Quand Roxane revint aux Peupliers, accompagnée du notaire Champvert, Adrien l’attendait dans l’avenue.

— Mademoiselle, dit-il, M. de Vilnoble désire que vous accompagniez le notaire, dans sa chambre.

Aussitôt que la jeune fille et le notaire furent arrivés dans la chambre de M. de Vilnoble, celui-ci s’écria, s’adressant à Champvert :

— Vite ! Vite ! Je veux faire mon testament… Le temps presse ! Vite ! Dépêchez-vous, Notaire Champvert !

— Mais, M. de Vilnoble, dit le notaire, vous ne vous souvenez donc pas de l’avoir fait votre testament, le mois dernier ?

— Celui que je ferai cette nuit sera le seul valable, M. Champvert, répondit M. de Vilnoble. Hâtez-vous !

— C’est bien dit le notaire. Mais Roxane crut voir une expression de colère et de haine sur son visage.

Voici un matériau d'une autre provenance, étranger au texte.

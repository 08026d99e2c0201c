//! Error types for the bug report search engine
//!
//! This module provides structured error types using thiserror for better
//! error handling and actionable error messages.

use std::path::PathBuf;
use thiserror::Error;

use crate::store::SourceError;
use crate::vector::VectorError;

/// Main error type for store, rebuild and search operations
#[derive(Error, Debug)]
pub enum SearchError {
    /// No supplied query field could be embedded
    #[error("Failed to vectorize query: {reason}")]
    Vectorization { reason: String },

    #[error("Query has no non-empty fields. Supply at least one of summary, code, test info, log or environment")]
    EmptyQuery,

    /// Query arrived before the first successful build or load
    #[error("No index version is published yet. Run a rebuild or load a persisted index first")]
    IndexNotReady,

    #[error("A rebuild is already in progress; the request was rejected")]
    RebuildInProgress,

    /// Snapshot I/O failed; the rebuild was aborted and the live version kept
    #[error("Failed to back up the live index to '{path}': {source}")]
    Backup {
        path: PathBuf,
        source: std::io::Error,
    },

    #[error("Store I/O failed during {operation} after {attempts} attempt(s): {source}")]
    StoreIo {
        operation: String,
        attempts: u32,
        source: std::io::Error,
    },

    #[error("Index at '{path}' appears to be corrupted: {reason}")]
    IndexCorrupted { path: PathBuf, reason: String },

    /// Persisted index was built with a different model or format
    #[error("Persisted index is incompatible: {reason}")]
    IncompatibleIndex { reason: String },

    #[error("Bug report source failed: {0}")]
    Source(#[from] SourceError),

    #[error("Invalid field weights: {0}")]
    InvalidWeights(String),

    #[error("Invalid configuration: {0}")]
    Config(String),

    #[error("Snapshot '{name}' not found")]
    SnapshotNotFound { name: String },

    #[error("Vector operation failed: {0}")]
    Vector(#[from] VectorError),
}

impl SearchError {
    /// Get a stable status code for this error type.
    ///
    /// Returns a string identifier that can be used in JSON responses
    /// for programmatic error handling.
    pub fn status_code(&self) -> String {
        match self {
            Self::Vectorization { .. } => "VECTORIZATION_ERROR",
            Self::EmptyQuery => "EMPTY_QUERY",
            Self::IndexNotReady => "INDEX_NOT_READY",
            Self::RebuildInProgress => "REBUILD_IN_PROGRESS",
            Self::Backup { .. } => "BACKUP_ERROR",
            Self::StoreIo { .. } => "STORE_IO_ERROR",
            Self::IndexCorrupted { .. } => "INDEX_CORRUPTED",
            Self::IncompatibleIndex { .. } => "INCOMPATIBLE_INDEX",
            Self::Source(_) => "SOURCE_ERROR",
            Self::InvalidWeights(_) => "INVALID_WEIGHTS",
            Self::Config(_) => "CONFIG_ERROR",
            Self::SnapshotNotFound { .. } => "SNAPSHOT_NOT_FOUND",
            Self::Vector(_) => "VECTOR_ERROR",
        }
        .to_string()
    }

    /// Get recovery suggestions for this error
    pub fn recovery_suggestions(&self) -> Vec<&'static str> {
        match self {
            Self::IndexNotReady => vec![
                "Run 'bugfuse rebuild' to build the first index version",
                "Check that store.data_dir points at an existing index",
            ],
            Self::RebuildInProgress => vec![
                "Wait for the running rebuild to finish, searches keep using the current version",
            ],
            Self::Backup { .. } => vec![
                "The rebuild was aborted and the previous index is still serving",
                "Check disk space and permissions of store.backup_dir",
            ],
            Self::StoreIo { .. } => vec![
                "Check disk space and permissions of store.data_dir",
                "Increase store.max_retries if the storage is flaky",
            ],
            Self::IndexCorrupted { .. } | Self::IncompatibleIndex { .. } => vec![
                "Run 'bugfuse rebuild' to regenerate the index from the bug report source",
            ],
            Self::Vectorization { .. } => vec![
                "Check that the embedding model is installed and loads",
                "Make sure the query text contains words, not only punctuation",
            ],
            Self::InvalidWeights(_) => vec![
                "Use non-negative finite weights with at least one queried field above zero",
            ],
            Self::Source(_) => vec![
                "Check that source.path exists and holds a JSON array or JSON lines",
            ],
            _ => vec![],
        }
    }

    /// Whether retrying the same operation may succeed.
    pub fn is_transient(&self) -> bool {
        use crate::store::Transient;

        match self {
            Self::StoreIo { source, .. } => source.is_transient(),
            Self::Source(err) => err.is_transient(),
            _ => false,
        }
    }
}

/// Result type alias for store and search operations
pub type SearchResult<T> = Result<T, SearchError>;

/// Helper trait for attaching store context to I/O errors
pub trait ErrorContext<T> {
    /// Wrap the error as a single-attempt store I/O failure
    fn context(self, operation: &str) -> SearchResult<T>;
}

impl<T> ErrorContext<T> for Result<T, std::io::Error> {
    fn context(self, operation: &str) -> SearchResult<T> {
        self.map_err(|source| SearchError::StoreIo {
            operation: operation.to_string(),
            attempts: 1,
            source,
        })
    }
}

— Vite ! vite ! redit le malade. Je laisse tous mes biens : les Peupliers, mes propriétés sur les bords du lac à l’Ours, et ma fortune entière, évaluée à plus d’un demi-million, à mon fils unique Hugues de Vilnoble…

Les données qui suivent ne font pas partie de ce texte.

//! Embedding generation for bug report fields.
//!
//! The [`Embedder`] trait is the seam to the text-embedding model. Two
//! implementations ship with the crate:
//! - [`FastEmbedEmbedder`]: ONNX sentence-transformer models through fastembed
//! - [`HashingEmbedder`]: deterministic feature hashing, no model download
//!
//! Implementations must be deterministic for a fixed model and always return
//! vectors of [`Embedder::dimension`] components.

mod model;
mod hashing;
pub mod text;

use std::sync::Arc;

use crate::config::{EmbeddingConfig, EmbeddingProvider};
use crate::types::FieldKind;
use crate::vector::{VectorDimension, VectorError};

pub use model::{FastEmbedEmbedder, model_dimension, parse_embedding_model};
pub use hashing::HashingEmbedder;
pub use text::{DiffAggregate, aggregate_diffs, field_text};

/// Turns field text into fixed-dimension vectors.
///
/// Implementations should be thread-safe; search requests embed concurrently.
pub trait Embedder: Send + Sync {
    /// Embeds one text for the given field.
    fn embed(&self, text: &str, field: FieldKind) -> Result<Vec<f32>, VectorError>;

    /// Embeds several texts of the same field.
    ///
    /// The default calls [`Embedder::embed`] once per text.
    fn embed_batch(&self, texts: &[&str], field: FieldKind) -> Result<Vec<Vec<f32>>, VectorError> {
        texts.iter().map(|text| self.embed(text, field)).collect()
    }

    /// Dimension of every vector this embedder returns.
    #[must_use]
    fn dimension(&self) -> VectorDimension;

    /// Identifier persisted with an index so incompatible models are detected.
    fn model_id(&self) -> String;
}

/// Builds the embedder selected in configuration.
pub fn create_embedder(config: &EmbeddingConfig) -> Result<Arc<dyn Embedder>, VectorError> {
    match config.provider {
        EmbeddingProvider::Fastembed => {
            let embedder = FastEmbedEmbedder::from_config(config)?;
            if embedder.dimension().get() != config.dimension {
                tracing::warn!(
                    model = %config.model,
                    configured = config.dimension,
                    actual = embedder.dimension().get(),
                    "configured dimension differs from the model; using the model's"
                );
            }
            Ok(Arc::new(embedder))
        }
        EmbeddingProvider::Hashing => {
            let dimension = VectorDimension::new(config.dimension)?;
            Ok(Arc::new(HashingEmbedder::new(dimension)))
        }
    }
}
//! Manifest describing one persisted index version.

use std::collections::BTreeMap;
use std::fs;
use std::io::Write;
use std::path::Path;

use chrono::{DateTime, Utc};
use serde::{Deserialize, Serialize};
use tempfile::NamedTempFile;

use crate::types::{FieldKind, IndexVersion};
use crate::vector::{ARTIFACT_VERSION, ArtifactError};

/// File name of the manifest inside a version directory.
pub const MANIFEST_FILE: &str = "manifest.json";

#[derive(Debug, Clone, PartialEq, Serialize, Deserialize)]
pub struct StoreManifest {
    /// Artifact format the field indices were written with
    pub format_version: u32,
    pub version: IndexVersion,
    pub created_at: DateTime<Utc>,
    pub report_count: usize,
    pub dimension: usize,
    /// Embedder that produced the vectors
    pub model_id: String,
    /// Non-empty entries per field index
    pub field_counts: BTreeMap<FieldKind, usize>,
}

impl StoreManifest {
    pub fn new(
        version: IndexVersion,
        report_count: usize,
        dimension: usize,
        model_id: String,
        field_counts: BTreeMap<FieldKind, usize>,
    ) -> Self {
        Self {
            format_version: ARTIFACT_VERSION,
            version,
            created_at: Utc::now(),
            report_count,
            dimension,
            model_id,
            field_counts,
        }
    }

    /// Writes the manifest through a temp file renamed into place, so a
    /// crash never leaves a half-written manifest behind.
    pub fn save(&self, dir: &Path) -> Result<(), ArtifactError> {
        let json = serde_json::to_string_pretty(self)
            .map_err(|e| ArtifactError::InvalidFormat(format!("Failed to serialize manifest: {e}")))?;

        let mut tmp = NamedTempFile::new_in(dir)?;
        tmp.write_all(json.as_bytes())?;
        tmp.as_file().sync_all()?;
        tmp.persist(dir.join(MANIFEST_FILE))
            .map_err(|e| ArtifactError::Io(e.error))?;
        Ok(())
    }

    pub fn load(dir: &Path) -> Result<Self, ArtifactError> {
        let json = fs::read_to_string(dir.join(MANIFEST_FILE))?;
        serde_json::from_str(&json)
            .map_err(|e| ArtifactError::InvalidFormat(format!("Failed to parse manifest: {e}")))
    }

    /// Whether a manifest file exists in `dir`.
    pub fn exists(dir: &Path) -> bool {
        dir.join(MANIFEST_FILE).is_file()
    }
}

— Votre fils Hugues de Vilnoble, pourquoi n’est-il pas près de vous, en ce moment ? osa demander le notaire. Vous déshéritez votre nièce Yseult, qui vous a soigné avec tant de dévouement, pour votre fils ingrat, qui vous abandonne !

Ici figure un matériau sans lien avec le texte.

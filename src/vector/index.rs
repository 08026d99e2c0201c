//! Per-field approximate nearest neighbor index.
//!
//! A [`FieldIndex`] is built once and then frozen. Vectors are accumulated in
//! a build buffer, [`FieldIndex::finalize`] normalizes them and partitions
//! them with seeded k-means into inverted lists (IVF), and queries probe the
//! `n_probe` closest lists. Small indices skip partitioning and are scanned
//! exhaustively.
//!
//! Distances are angular: `sqrt(2 - 2 * cos)`, in `[0, 2]`.

use std::collections::HashSet;

use crate::types::{FieldKind, InternalId};
use crate::vector::clustering::{
    SphericalKMeans, cosine_similarity, normalize_vector_copy,
};
use crate::vector::types::{ClusterId, MAX_ANGULAR_DISTANCE, VectorDimension, VectorError};

/// Upper bound on the number of inverted lists per field.
pub const MAX_CLUSTERS: usize = 256;

/// Partitioning and probing parameters shared by all five field indices.
#[derive(Debug, Clone, Copy, PartialEq, Eq)]
pub struct IndexParams {
    /// Fixed cluster count; `None` uses `ceil(sqrt(n))`.
    pub clusters: Option<usize>,
    /// Number of closest inverted lists scanned per query.
    pub n_probe: usize,
    /// Indices with at most this many entries are scanned exhaustively.
    pub exact_search_threshold: usize,
    /// Seed for k-means so identical inputs produce identical indices.
    pub seed: u64,
}

impl Default for IndexParams {
    fn default() -> Self {
        Self {
            clusters: None,
            n_probe: 4,
            exact_search_threshold: 2048,
            seed: 42,
        }
    }
}

impl IndexParams {
    fn cluster_count(&self, entries: usize) -> usize {
        let k = self
            .clusters
            .unwrap_or_else(|| (entries as f64).sqrt().ceil() as usize);
        k.clamp(1, MAX_CLUSTERS).min(entries.max(1))
    }
}

/// One query result: internal id plus angular distance.
#[derive(Debug, Clone, Copy, PartialEq)]
pub struct Neighbor {
    pub id: InternalId,
    pub distance: f32,
}

/// Frozen, queryable layout of an index.
#[derive(Debug, Clone, PartialEq)]
pub(crate) struct FrozenIndex {
    /// Entry ids, parallel to `vectors` rows
    pub(crate) ids: Vec<InternalId>,
    /// Row-major unit vectors, `ids.len() * dimension` floats
    pub(crate) vectors: Vec<f32>,
    /// Cluster of each row; empty when the index is scanned exhaustively
    pub(crate) cluster_of: Vec<ClusterId>,
    pub(crate) centroids: Vec<Vec<f32>>,
    /// Row positions per cluster, in insertion order
    pub(crate) lists: Vec<Vec<u32>>,
}

impl FrozenIndex {
    pub(crate) fn from_parts(
        ids: Vec<InternalId>,
        vectors: Vec<f32>,
        cluster_of: Vec<ClusterId>,
        centroids: Vec<Vec<f32>>,
    ) -> Self {
        let mut lists = vec![Vec::new(); centroids.len()];
        for (row, cluster) in cluster_of.iter().enumerate() {
            if let Some(list) = lists.get_mut(cluster.index()) {
                list.push(row as u32);
            }
        }
        Self {
            ids,
            vectors,
            cluster_of,
            centroids,
            lists,
        }
    }
}

#[derive(Debug)]
enum IndexState {
    Building {
        ids: Vec<InternalId>,
        vectors: Vec<Vec<f32>>,
        seen: HashSet<InternalId>,
    },
    Finalized(FrozenIndex),
}

/// Append-then-freeze ANN index for one field kind.
#[derive(Debug)]
pub struct FieldIndex {
    field: FieldKind,
    dimension: VectorDimension,
    params: IndexParams,
    state: IndexState,
}

impl FieldIndex {
    /// Creates an empty index in the building state.
    pub fn new(field: FieldKind, dimension: VectorDimension, params: IndexParams) -> Self {
        Self {
            field,
            dimension,
            params,
            state: IndexState::Building {
                ids: Vec::new(),
                vectors: Vec::new(),
                seen: HashSet::new(),
            },
        }
    }

    /// Restores an already finalized index from its persisted layout.
    pub(crate) fn from_frozen(
        field: FieldKind,
        dimension: VectorDimension,
        params: IndexParams,
        frozen: FrozenIndex,
    ) -> Self {
        Self {
            field,
            dimension,
            params,
            state: IndexState::Finalized(frozen),
        }
    }

    pub fn field(&self) -> FieldKind {
        self.field
    }

    pub fn dimension(&self) -> VectorDimension {
        self.dimension
    }

    pub fn is_finalized(&self) -> bool {
        matches!(self.state, IndexState::Finalized(_))
    }

    /// Number of vectors held, in either state.
    pub fn len(&self) -> usize {
        match &self.state {
            IndexState::Building { ids, .. } => ids.len(),
            IndexState::Finalized(frozen) => frozen.ids.len(),
        }
    }

    pub fn is_empty(&self) -> bool {
        self.len() == 0
    }

    /// Number of inverted lists; zero for exhaustively scanned indices.
    pub fn cluster_count(&self) -> usize {
        match &self.state {
            IndexState::Building { .. } => 0,
            IndexState::Finalized(frozen) => frozen.centroids.len(),
        }
    }

    /// Adds a vector during the build phase.
    pub fn insert(&mut self, vector: &[f32], id: InternalId) -> Result<(), VectorError> {
        let field = self.field;
        let IndexState::Building { ids, vectors, seen } = &mut self.state else {
            return Err(VectorError::IndexFinalized { field });
        };
        self.dimension.validate_vector(vector)?;
        if !seen.insert(id) {
            return Err(VectorError::DuplicateInternalId {
                field,
                id: id.value(),
            });
        }
        ids.push(id);
        vectors.push(vector.to_vec());
        Ok(())
    }

    /// Freezes the index and makes it queryable.
    pub fn finalize(&mut self) -> Result<(), VectorError> {
        let field = self.field;
        let IndexState::Building { ids, vectors, .. } = &mut self.state else {
            return Err(VectorError::IndexFinalized { field });
        };
        let ids = std::mem::take(ids);
        let normalized: Vec<Vec<f32>> = vectors.iter().map(|v| normalize_vector_copy(v)).collect();

        let (cluster_of, centroids) = if ids.len() > self.params.exact_search_threshold {
            let refs: Vec<&[f32]> = normalized.iter().map(Vec::as_slice).collect();
            let k = self.params.cluster_count(refs.len());
            let result = SphericalKMeans::new(k, self.params.seed)
                .fit(&refs)
                .map_err(|e| VectorError::ClusteringFailed(e.to_string()))?;
            tracing::debug!(
                field = %field,
                entries = ids.len(),
                clusters = result.centroids.len(),
                iterations = result.iterations,
                "partitioned field index"
            );
            (result.assignments, result.centroids)
        } else {
            (Vec::new(), Vec::new())
        };

        let flat: Vec<f32> = normalized.into_iter().flatten().collect();
        self.state = IndexState::Finalized(FrozenIndex::from_parts(ids, flat, cluster_of, centroids));
        Ok(())
    }

    /// Returns up to `k` nearest entries, ascending by distance then id.
    pub fn query(&self, vector: &[f32], k: usize) -> Result<Vec<Neighbor>, VectorError> {
        let IndexState::Finalized(frozen) = &self.state else {
            return Err(VectorError::IndexNotFinalized { field: self.field });
        };
        self.dimension.validate_vector(vector)?;
        if k == 0 || frozen.ids.is_empty() {
            return Ok(Vec::new());
        }

        let query = normalize_vector_copy(vector);
        let dim = self.dimension.get();
        let distance_to = |row: usize| {
            let stored = &frozen.vectors[row * dim..(row + 1) * dim];
            angular_distance(&query, stored)
        };

        let mut candidates: Vec<Neighbor> = if frozen.centroids.is_empty() {
            (0..frozen.ids.len())
                .map(|row| Neighbor {
                    id: frozen.ids[row],
                    distance: distance_to(row),
                })
                .collect()
        } else {
            let mut gathered = Vec::new();
            for (probed, cluster) in self.probe_order(frozen, &query).into_iter().enumerate() {
                if probed >= self.params.n_probe.max(1) && gathered.len() >= k {
                    break;
                }
                gathered.extend(frozen.lists[cluster].iter().map(|&row| Neighbor {
                    id: frozen.ids[row as usize],
                    distance: distance_to(row as usize),
                }));
            }
            gathered
        };

        candidates.sort_by(|a, b| a.distance.total_cmp(&b.distance).then(a.id.cmp(&b.id)));
        candidates.truncate(k);
        Ok(candidates)
    }

    /// Every cluster position, nearest centroid first. Lists past `n_probe`
    /// are only scanned while fewer than `k` candidates are gathered.
    fn probe_order(&self, frozen: &FrozenIndex, query: &[f32]) -> Vec<usize> {
        let mut ranked: Vec<(usize, f32)> = frozen
            .centroids
            .iter()
            .enumerate()
            .map(|(i, c)| (i, cosine_similarity(query, c)))
            .collect();
        ranked.sort_by(|a, b| b.1.total_cmp(&a.1).then(a.0.cmp(&b.0)));
        ranked.into_iter().map(|(i, _)| i).collect()
    }

    pub(crate) fn frozen(&self) -> Option<&FrozenIndex> {
        match &self.state {
            IndexState::Finalized(frozen) => Some(frozen),
            IndexState::Building { .. } => None,
        }
    }
}

/// Angular distance between two unit vectors, clamped to `[0, 2]`.
///
/// Zero vectors sit at distance 1 from everything (cosine 0).
pub fn angular_distance(a: &[f32], b: &[f32]) -> f32 {
    let cos: f32 = a.iter().zip(b.iter()).map(|(x, y)| x * y).sum();
    let squared = (2.0 - 2.0 * cos.clamp(-1.0, 1.0)).max(0.0);
    squared.sqrt().min(MAX_ANGULAR_DISTANCE)
}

— Oh ! s’exclama Roxane, extrêmement surprise de tant d’impudence !

— Mêlez-vous de ce qui vous regarde ! cria presque le moribond. Écrivez ! Mais écrivez donc !

Le notaire se mit à écrire, sous la dictée de M. de Vilnoble.

— Est-ce tout ? ! demanda-t-il ensuite.

— Non, ce n’est pas tout… Mon fils Hugues devra payer à sa cousine Yseult la somme annuelle de $1.000, jusqu’au mariage de celle-ci. Le jour de son mariage, il devra lui donner en dot, $10,000… (Écrivez ! Écrivez et dépêchez-vous !) À Mme Blanche Dussol, ma sœur et la mère d’Yseult, mon fils devra donner l’hospitalité aux Peupliers sa vie durant, de plus une rente viagère de $500. Les legs à mes domestiques demeurent les mêmes que dans le testament que j’ai fait, le mois dernier.

Quand le notaire eut cessé d’écrire. M. de Vilnoble dit à Adrien :

— Soulève-moi, pour que je puisse signer mon testament. Mlle Monthy, reprit-il, vous voudrez bien signer, comme témoin, et toi aussi. Adrien ? Mais d’abord, Mlle Monthy, veuillez me lire tout haut ce testament : je veux m’assurer qu’il est tel que je l’ai dicté.

— Monsieur ! — s’exclama le notaire. Est-ce que vous vous défiez de moi ?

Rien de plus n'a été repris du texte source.